--- GIVEN RECORDS ---
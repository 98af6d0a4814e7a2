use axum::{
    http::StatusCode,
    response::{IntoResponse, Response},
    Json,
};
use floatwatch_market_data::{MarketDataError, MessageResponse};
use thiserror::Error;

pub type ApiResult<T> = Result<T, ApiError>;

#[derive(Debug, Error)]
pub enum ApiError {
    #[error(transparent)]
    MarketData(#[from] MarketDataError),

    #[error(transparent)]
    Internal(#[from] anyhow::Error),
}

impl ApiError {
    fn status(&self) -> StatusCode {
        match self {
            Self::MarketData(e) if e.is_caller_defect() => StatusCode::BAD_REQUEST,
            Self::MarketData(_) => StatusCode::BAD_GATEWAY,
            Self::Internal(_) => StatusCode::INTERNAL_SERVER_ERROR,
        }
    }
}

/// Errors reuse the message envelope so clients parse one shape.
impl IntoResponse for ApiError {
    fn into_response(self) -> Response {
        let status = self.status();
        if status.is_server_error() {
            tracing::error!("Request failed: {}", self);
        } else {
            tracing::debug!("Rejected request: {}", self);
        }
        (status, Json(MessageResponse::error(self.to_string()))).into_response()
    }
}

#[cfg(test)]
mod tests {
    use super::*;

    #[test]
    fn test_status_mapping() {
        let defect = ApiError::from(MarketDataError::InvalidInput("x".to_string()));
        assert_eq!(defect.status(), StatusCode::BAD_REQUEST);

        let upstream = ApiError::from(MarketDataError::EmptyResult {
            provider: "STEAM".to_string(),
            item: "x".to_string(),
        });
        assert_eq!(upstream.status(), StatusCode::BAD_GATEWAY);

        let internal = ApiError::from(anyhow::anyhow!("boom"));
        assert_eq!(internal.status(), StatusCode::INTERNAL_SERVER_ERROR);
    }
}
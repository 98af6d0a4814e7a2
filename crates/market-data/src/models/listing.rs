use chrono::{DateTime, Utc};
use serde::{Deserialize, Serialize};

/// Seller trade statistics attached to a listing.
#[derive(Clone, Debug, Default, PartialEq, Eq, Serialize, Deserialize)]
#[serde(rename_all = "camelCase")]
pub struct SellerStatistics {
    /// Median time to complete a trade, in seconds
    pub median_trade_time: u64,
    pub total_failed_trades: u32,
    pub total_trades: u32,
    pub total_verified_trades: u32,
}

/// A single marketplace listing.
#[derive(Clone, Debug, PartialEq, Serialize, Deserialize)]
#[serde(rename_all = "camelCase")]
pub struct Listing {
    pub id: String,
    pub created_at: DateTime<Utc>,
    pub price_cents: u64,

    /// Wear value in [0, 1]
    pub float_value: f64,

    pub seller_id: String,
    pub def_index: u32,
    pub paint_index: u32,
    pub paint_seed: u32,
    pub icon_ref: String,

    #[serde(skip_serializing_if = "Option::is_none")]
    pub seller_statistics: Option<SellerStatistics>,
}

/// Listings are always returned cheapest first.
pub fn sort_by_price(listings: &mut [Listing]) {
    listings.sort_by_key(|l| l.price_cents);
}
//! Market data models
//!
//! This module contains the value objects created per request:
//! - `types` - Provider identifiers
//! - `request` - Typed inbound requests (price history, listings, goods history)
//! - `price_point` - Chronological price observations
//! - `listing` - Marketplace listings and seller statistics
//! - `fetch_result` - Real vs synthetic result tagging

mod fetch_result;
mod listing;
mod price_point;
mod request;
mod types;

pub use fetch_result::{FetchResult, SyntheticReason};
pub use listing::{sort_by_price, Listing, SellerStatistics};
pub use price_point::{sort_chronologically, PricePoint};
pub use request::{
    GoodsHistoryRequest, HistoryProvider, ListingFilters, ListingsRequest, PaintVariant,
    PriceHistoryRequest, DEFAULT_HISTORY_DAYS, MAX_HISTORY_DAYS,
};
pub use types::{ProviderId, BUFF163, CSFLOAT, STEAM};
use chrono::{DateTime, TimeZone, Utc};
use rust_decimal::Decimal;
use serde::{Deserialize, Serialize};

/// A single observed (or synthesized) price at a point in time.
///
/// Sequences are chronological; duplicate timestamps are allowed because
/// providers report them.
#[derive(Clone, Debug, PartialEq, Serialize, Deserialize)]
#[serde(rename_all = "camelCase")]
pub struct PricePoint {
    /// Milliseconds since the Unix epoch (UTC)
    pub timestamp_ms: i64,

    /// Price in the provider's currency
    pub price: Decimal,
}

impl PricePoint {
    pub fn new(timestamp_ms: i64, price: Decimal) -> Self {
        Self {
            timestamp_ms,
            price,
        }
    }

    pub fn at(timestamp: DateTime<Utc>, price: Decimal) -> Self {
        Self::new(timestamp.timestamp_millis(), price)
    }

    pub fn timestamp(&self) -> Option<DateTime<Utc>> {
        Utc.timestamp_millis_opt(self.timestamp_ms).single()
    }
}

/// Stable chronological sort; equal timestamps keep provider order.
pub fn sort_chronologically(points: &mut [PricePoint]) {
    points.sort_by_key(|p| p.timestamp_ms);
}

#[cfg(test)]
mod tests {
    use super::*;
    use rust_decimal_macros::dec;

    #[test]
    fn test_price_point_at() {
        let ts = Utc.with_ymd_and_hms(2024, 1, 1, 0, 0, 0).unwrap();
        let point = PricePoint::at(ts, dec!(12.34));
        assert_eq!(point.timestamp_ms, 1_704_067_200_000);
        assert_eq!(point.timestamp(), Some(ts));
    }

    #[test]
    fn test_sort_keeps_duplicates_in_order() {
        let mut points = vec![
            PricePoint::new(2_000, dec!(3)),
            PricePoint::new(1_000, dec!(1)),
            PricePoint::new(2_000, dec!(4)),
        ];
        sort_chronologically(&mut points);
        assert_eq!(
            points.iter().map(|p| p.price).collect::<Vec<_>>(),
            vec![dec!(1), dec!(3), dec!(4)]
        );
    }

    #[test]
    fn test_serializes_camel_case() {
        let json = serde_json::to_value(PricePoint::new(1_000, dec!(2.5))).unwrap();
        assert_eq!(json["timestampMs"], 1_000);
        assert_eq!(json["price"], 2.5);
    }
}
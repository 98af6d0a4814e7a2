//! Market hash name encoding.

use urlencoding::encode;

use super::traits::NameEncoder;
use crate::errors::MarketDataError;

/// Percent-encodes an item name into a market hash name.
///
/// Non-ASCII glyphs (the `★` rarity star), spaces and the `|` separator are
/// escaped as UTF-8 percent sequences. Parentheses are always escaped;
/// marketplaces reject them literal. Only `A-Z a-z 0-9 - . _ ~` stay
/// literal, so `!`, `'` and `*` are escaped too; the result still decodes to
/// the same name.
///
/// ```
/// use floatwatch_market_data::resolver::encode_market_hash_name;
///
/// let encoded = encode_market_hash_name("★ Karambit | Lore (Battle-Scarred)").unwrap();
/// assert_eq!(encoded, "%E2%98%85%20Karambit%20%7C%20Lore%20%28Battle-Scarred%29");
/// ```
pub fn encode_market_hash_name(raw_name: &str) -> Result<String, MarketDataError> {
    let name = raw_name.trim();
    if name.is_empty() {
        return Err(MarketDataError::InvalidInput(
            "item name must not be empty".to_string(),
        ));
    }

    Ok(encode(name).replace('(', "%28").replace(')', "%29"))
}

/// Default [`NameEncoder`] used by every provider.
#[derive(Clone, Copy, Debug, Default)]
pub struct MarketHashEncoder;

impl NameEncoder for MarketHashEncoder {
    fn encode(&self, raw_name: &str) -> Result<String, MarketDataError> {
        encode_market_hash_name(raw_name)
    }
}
--
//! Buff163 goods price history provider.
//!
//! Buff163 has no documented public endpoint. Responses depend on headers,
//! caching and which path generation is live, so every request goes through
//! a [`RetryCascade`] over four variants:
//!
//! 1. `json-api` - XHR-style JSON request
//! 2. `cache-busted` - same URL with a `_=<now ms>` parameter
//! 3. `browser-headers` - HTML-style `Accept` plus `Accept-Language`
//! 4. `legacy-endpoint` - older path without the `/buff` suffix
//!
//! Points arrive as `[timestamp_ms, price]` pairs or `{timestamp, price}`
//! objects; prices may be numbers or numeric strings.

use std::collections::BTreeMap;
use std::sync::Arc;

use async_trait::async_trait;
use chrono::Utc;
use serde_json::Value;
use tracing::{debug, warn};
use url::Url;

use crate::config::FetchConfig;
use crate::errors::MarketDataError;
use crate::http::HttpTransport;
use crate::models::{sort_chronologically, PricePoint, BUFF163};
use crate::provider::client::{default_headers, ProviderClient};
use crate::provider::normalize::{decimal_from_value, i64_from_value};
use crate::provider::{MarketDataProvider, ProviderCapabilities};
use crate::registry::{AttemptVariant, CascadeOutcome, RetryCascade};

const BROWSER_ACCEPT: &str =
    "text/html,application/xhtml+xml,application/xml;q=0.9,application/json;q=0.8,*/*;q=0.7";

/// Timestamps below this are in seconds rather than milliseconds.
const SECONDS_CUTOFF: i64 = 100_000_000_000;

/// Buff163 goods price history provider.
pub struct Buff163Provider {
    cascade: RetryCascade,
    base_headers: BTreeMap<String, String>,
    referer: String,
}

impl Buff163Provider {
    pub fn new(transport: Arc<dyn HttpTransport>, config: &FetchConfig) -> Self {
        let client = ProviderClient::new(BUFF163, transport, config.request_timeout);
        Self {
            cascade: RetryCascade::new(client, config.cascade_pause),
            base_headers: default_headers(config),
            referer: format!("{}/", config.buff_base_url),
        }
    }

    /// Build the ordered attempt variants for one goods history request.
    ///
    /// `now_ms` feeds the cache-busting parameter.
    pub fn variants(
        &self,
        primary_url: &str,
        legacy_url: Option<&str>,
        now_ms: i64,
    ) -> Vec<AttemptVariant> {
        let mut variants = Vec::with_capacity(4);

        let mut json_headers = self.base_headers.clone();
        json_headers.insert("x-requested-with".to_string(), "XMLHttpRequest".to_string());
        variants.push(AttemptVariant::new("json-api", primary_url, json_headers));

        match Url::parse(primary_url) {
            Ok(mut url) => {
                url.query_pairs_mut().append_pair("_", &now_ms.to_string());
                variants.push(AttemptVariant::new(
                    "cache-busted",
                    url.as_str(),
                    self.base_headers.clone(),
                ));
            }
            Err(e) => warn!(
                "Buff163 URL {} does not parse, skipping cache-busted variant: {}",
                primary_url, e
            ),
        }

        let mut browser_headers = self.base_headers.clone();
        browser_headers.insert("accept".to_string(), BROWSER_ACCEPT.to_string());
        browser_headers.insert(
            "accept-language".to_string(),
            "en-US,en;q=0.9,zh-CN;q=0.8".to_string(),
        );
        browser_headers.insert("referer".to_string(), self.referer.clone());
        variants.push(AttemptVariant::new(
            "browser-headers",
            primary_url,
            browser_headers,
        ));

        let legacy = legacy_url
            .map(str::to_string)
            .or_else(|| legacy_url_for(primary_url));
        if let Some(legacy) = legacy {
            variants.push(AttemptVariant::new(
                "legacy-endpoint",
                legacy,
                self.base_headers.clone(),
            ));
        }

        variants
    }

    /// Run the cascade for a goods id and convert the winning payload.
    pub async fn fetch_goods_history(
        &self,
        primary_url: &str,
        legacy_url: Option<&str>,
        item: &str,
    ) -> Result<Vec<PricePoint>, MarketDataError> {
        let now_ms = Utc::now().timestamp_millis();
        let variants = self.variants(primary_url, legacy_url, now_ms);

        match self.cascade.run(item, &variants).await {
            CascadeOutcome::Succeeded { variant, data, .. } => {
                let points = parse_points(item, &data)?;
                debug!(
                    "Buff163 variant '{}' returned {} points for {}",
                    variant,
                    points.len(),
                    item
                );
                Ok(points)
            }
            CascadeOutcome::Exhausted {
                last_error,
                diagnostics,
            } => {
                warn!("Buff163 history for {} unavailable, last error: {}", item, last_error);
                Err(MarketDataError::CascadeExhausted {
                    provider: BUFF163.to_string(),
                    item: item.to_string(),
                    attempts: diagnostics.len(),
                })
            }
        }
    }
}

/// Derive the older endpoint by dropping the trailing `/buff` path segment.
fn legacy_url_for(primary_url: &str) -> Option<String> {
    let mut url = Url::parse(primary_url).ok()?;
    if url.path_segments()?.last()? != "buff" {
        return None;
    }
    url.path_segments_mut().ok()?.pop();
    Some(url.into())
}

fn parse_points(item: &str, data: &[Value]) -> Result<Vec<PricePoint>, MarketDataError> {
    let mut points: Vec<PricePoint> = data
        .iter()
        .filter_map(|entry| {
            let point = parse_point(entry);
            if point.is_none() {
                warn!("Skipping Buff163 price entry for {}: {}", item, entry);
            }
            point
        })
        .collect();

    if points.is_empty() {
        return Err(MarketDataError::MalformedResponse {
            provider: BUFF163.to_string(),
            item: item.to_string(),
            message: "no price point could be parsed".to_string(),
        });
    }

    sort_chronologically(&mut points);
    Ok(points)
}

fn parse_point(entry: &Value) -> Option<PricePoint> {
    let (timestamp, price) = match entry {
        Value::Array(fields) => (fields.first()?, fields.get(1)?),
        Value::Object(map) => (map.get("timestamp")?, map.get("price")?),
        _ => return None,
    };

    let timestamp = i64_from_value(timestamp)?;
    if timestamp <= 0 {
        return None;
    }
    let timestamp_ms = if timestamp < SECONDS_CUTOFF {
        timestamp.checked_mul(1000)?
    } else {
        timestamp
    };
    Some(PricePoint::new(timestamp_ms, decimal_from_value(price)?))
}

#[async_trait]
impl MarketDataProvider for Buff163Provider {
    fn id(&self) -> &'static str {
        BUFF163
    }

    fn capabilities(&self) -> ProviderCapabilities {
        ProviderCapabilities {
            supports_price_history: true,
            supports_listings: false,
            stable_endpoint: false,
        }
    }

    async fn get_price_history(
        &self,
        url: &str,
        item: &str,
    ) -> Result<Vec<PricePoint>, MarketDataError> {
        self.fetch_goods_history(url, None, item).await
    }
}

--- EXERCISE INSTRUCTIONS ---
Identify each line in the records above that contains the word "variants", and copy it out in full.

--- FINAL ANSWER ---
//! a [`RetryCascade`] over four variants:
    /// Build the ordered attempt variants for one goods history request.
    pub fn variants(
        let mut variants = Vec::with_capacity(4);
        variants.push(AttemptVariant::new("json-api", primary_url, json_headers));
                variants.push(AttemptVariant::new(
        variants.push(AttemptVariant::new(
            variants.push(AttemptVariant::new(
        variants
        let variants = self.variants(primary_url, legacy_url, now_ms);
        match self.cascade.run(item, &variants).await {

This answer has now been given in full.